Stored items
BEGIN

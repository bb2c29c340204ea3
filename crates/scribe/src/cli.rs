use std::path::PathBuf;
use std::sync::Arc;

use clap::{Parser, Subcommand};
use scribe_core::kernel::constants::{APP_NAME, APP_VERSION};
use scribe_core::kernel::error::{Error, Result};
use scribe_core::plugin_system::PluginManager;
use scribe_core::vfs::{LocalVirtualFile, TextEncoding, VirtualFile};
use scribe_core::Application;

/// Scribe: the extension and workspace core of a pluggable editor
#[derive(Parser, Debug)]
#[command(author, version, about, long_about = None)]
pub struct CliArgs {
    /// Simple ping command for testing
    #[arg(long)]
    pub ping: bool,

    /// Home directory holding settings and configuration
    #[arg(long, global = true)]
    pub home: Option<PathBuf>,

    /// Host configuration file (defaults to config.toml in the home directory)
    #[arg(long, global = true)]
    pub config: Option<PathBuf>,

    #[command(subcommand)]
    pub command: Option<Commands>,
}

#[derive(Subcommand, Debug)]
pub enum Commands {
    /// Inspect plugins
    Plugins {
        #[command(subcommand)]
        command: PluginCommand,
    },
    /// List registered languages
    Languages,
    /// List registered file types
    FileTypes,
    /// Show the file type of a file
    FileType {
        path: PathBuf,
    },
    /// Find the definition of the symbol at a character offset
    Goto {
        path: PathBuf,
        offset: usize,
    },
    /// Open a workspace root
    Open {
        dir: PathBuf,
    },
    /// Manage recently used files
    Recent {
        #[command(subcommand)]
        command: RecentCommand,
    },
    /// Read and write settings
    Settings {
        #[command(subcommand)]
        command: SettingsCommand,
    },
}

#[derive(Subcommand, Debug)]
pub enum PluginCommand {
    /// List loaded plugins with their state
    List,
}

#[derive(Subcommand, Debug)]
pub enum RecentCommand {
    /// Print recent files, most recent first
    List,
    /// Record a file as most recently used
    Add { path: PathBuf },
    /// Forget all recent files
    Clear,
}

#[derive(Subcommand, Debug)]
pub enum SettingsCommand {
    /// Print a setting
    Get { key: String },
    /// Set a setting and save it
    Set { key: String, value: String },
    /// List setting keys starting with a prefix
    Keys { prefix: Option<String> },
}

/// Print a short status summary when no command is given
pub async fn print_status(app: &Application) {
    let plugins = app.plugin_manager().plugins().await;
    let active = plugins.iter().filter(|status| status.state.is_active()).count();
    println!("{} v{}", APP_NAME, APP_VERSION);
    println!("Home: {}", app.home().display());
    println!("Plugins: {} loaded, {} active", plugins.len(), active);
    println!("Languages: {}", app.registries().languages.len());
    match app.workspace().workspace_root() {
        Some(root) => println!("Workspace: {}", root.display()),
        None => println!("Workspace: none"),
    }
}

pub async fn execute(app: &Application, command: Commands) -> Result<()> {
    match command {
        Commands::Plugins {
            command: PluginCommand::List,
        } => {
            for status in app.plugin_manager().plugins().await {
                println!(
                    "{}\t{}\t{}\t{}\t{}",
                    status.info.id(),
                    status.info.name(),
                    status.info.version(),
                    status.state,
                    if status.enabled { "enabled" } else { "disabled" }
                );
            }
        }
        Commands::Languages => {
            let languages = &app.registries().languages;
            for language in languages.all() {
                let owner = languages.owner_of(language.id()).unwrap_or_default();
                println!("{}\t{}\t{}", language.id(), language.display_name(), owner);
            }
        }
        Commands::FileTypes => {
            for file_type in app.registries().file_types.all() {
                println!(
                    "{}\t{}\t{}\t{}",
                    file_type.name(),
                    file_type.extensions().join(","),
                    file_type.language().map(|lang| lang.id()).unwrap_or("-"),
                    if file_type.is_binary() { "binary" } else { "text" }
                );
            }
        }
        Commands::FileType { path } => {
            let file = LocalVirtualFile::new(path);
            match app.registries().file_types.file_type_for(&file) {
                Some(file_type) => println!("{}", file_type.name()),
                None => println!("unknown"),
            }
        }
        Commands::Goto { path, offset } => {
            let file: Arc<dyn VirtualFile> = LocalVirtualFile::shared(path);
            let contents = file.read_text(TextEncoding::Utf8)?;
            match app.registries().navigation.goto_definition(&file, offset, &contents) {
                Some(target) => println!("{}:{}", target.file().path(), target.offset()),
                None => println!("no definition found"),
            }
        }
        Commands::Open { dir } => {
            app.workspace().open_workspace(&dir)?;
            println!("Opened workspace {}", dir.display());
        }
        Commands::Recent { command } => match command {
            RecentCommand::List => {
                for path in app.workspace().recent_files() {
                    println!("{}", path.display());
                }
            }
            RecentCommand::Add { path } => {
                let path = path
                    .canonicalize()
                    .map_err(|e| Error::Other(format!("Cannot add {}: {}", path.display(), e)))?;
                app.workspace().add_recent_file(&path)?;
                println!("Added {}", path.display());
            }
            RecentCommand::Clear => {
                app.workspace().clear_recent_files()?;
                println!("Cleared recent files");
            }
        },
        Commands::Settings { command } => match command {
            SettingsCommand::Get { key } => match app.settings().get(&key) {
                Some(value) => println!("{}", value),
                None => return Err(Error::Other(format!("Setting '{}' is not set", key))),
            },
            SettingsCommand::Set { key, value } => {
                app.settings().put(key.as_str(), value);
                app.settings().sync()?;
                println!("Saved {}", key);
            }
            SettingsCommand::Keys { prefix } => {
                for key in app.settings().keys(prefix.as_deref().unwrap_or("")) {
                    println!("{}", key);
                }
            }
        },
    }
    Ok(())
}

END

§ WHAT TO PRODUCE
Repeat the entries word for word. Skip none of them.

§ ANSWER SPACE
repository bb2c29c340204ea3
filename crates/scribe/src/cli.rs
use std::path::PathBuf;
use std::sync::Arc;

use clap::{Parser, Subcommand};
use scribe_core::kernel::constants::{APP_NAME, APP_VERSION};
use scribe_core::kernel::error::{Error, Result};
use scribe_core::plugin_system::PluginManager;
use scribe_core::vfs::{LocalVirtualFile, TextEncoding, VirtualFile};
use scribe_core::Application;

/// Scribe: the extension and workspace core of a pluggable editor
#[derive(Parser, Debug)]
#[command(author, version, about, long_about = None)]
pub struct CliArgs {
    /// Simple ping command for testing
    #[arg(long)]
    pub ping: bool,

    /// Home directory holding settings and configuration
    #[arg(long, global = true)]
    pub home: Option<PathBuf>,

    /// Host configuration file (defaults to config.toml in the home directory)
    #[arg(long, global = true)]
    pub config: Option<PathBuf>,

    #[command(subcommand)]
    pub command: Option<Commands>,
}

#[derive(Subcommand, Debug)]
pub enum Commands {
    /// Inspect plugins
    Plugins {
        #[command(subcommand)]
        command: PluginCommand,
    },
    /// List registered languages
    Languages,
    /// List registered file types
    FileTypes,
    /// Show the file type of a file
    FileType {
        path: PathBuf,
    },
    /// Find the definition of the symbol at a character offset
    Goto {
        path: PathBuf,
        offset: usize,
    },
    /// Open a workspace root
    Open {
        dir: PathBuf,
    },
    /// Manage recently used files
    Recent {
        #[command(subcommand)]
        command: RecentCommand,
    },
    /// Read and write settings
    Settings {
        #[command(subcommand)]
        command: SettingsCommand,
    },
}

#[derive(Subcommand, Debug)]
pub enum PluginCommand {
    /// List loaded plugins with their state
    List,
}

#[derive(Subcommand, Debug)]
pub enum RecentCommand {
    /// Print recent files, most recent first
    List,
    /// Record a file as most recently used
    Add { path: PathBuf },
    /// Forget all recent files
    Clear,
}

#[derive(Subcommand, Debug)]
pub enum SettingsCommand {
    /// Print a setting
    Get { key: String },
    /// Set a setting and save it
    Set { key: String, value: String },
    /// List setting keys starting with a prefix
    Keys { prefix: Option<String> },
}

/// Print a short status summary when no command is given
pub async fn print_status(app: &Application) {
    let plugins = app.plugin_manager().plugins().await;
    let active = plugins.iter().filter(|status| status.state.is_active()).count();
    println!("{} v{}", APP_NAME, APP_VERSION);
    println!("Home: {}", app.home().display());
    println!("Plugins: {} loaded, {} active", plugins.len(), active);
    println!("Languages: {}", app.registries().languages.len());
    match app.workspace().workspace_root() {
        Some(root) => println!("Workspace: {}", root.display()),
        None => println!("Workspace: none"),
    }
}

pub async fn execute(app: &Application, command: Commands) -> Result<()> {
    match command {
        Commands::Plugins {
            command: PluginCommand::List,
        } => {
            for status in app.plugin_manager().plugins().await {
                println!(
                    "{}\t{}\t{}\t{}\t{}",
                    status.info.id(),
                    status.info.name(),
                    status.info.version(),
                    status.state,
                    if status.enabled { "enabled" } else { "disabled" }
                );
            }
        }
        Commands::Languages => {
            let languages = &app.registries().languages;
            for language in languages.all() {
                let owner = languages.owner_of(language.id()).unwrap_or_default();
                println!("{}\t{}\t{}", language.id(), language.display_name(), owner);
            }
        }
        Commands::FileTypes => {
            for file_type in app.registries().file_types.all() {
                println!(
                    "{}\t{}\t{}\t{}",
                    file_type.name(),
                    file_type.extensions().join(","),
                    file_type.language().map(|lang| lang.id()).unwrap_or("-"),
                    if file_type.is_binary() { "binary" } else { "text" }
                );
            }
        }
        Commands::FileType { path } => {
            let file = LocalVirtualFile::new(path);
            match app.registries().file_types.file_type_for(&file) {
                Some(file_type) => println!("{}", file_type.name()),
                None => println!("unknown"),
            }
        }
        Commands::Goto { path, offset } => {
            let file: Arc<dyn VirtualFile> = LocalVirtualFile::shared(path);
            let contents = file.read_text(TextEncoding::Utf8)?;
            match app.registries().navigation.goto_definition(&file, offset, &contents) {
                Some(target) => println!("{}:{}", target.file().path(), target.offset()),
                None => println!("no definition found"),
            }
        }
        Commands::Open { dir } => {
            app.workspace().open_workspace(&dir)?;
            println!("Opened workspace {}", dir.display());
        }
        Commands::Recent { command } => match command {
            RecentCommand::List => {
                for path in app.workspace().recent_files() {
                    println!("{}", path.display());
                }
            }
            RecentCommand::Add { path } => {
                let path = path
                    .canonicalize()
                    .map_err(|e| Error::Other(format!("Cannot add {}: {}", path.display(), e)))?;
                app.workspace().add_recent_file(&path)?;
                println!("Added {}", path.display());
            }
            RecentCommand::Clear => {
                app.workspace().clear_recent_files()?;
                println!("Cleared recent files");
            }
        },
        Commands::Settings { command } => match command {
            SettingsCommand::Get { key } => match app.settings().get(&key) {
                Some(value) => println!("{}", value),
                None => return Err(Error::Other(format!("Setting '{}' is not set", key))),
            },
            SettingsCommand::Set { key, value } => {
                app.settings().put(key.as_str(), value);
                app.settings().sync()?;
                println!("Saved {}", key);
            }
            SettingsCommand::Keys { prefix } => {
                for key in app.settings().keys(prefix.as_deref().unwrap_or("")) {
                    println!("{}", key);
                }
            }
        },
    }
    Ok(())
}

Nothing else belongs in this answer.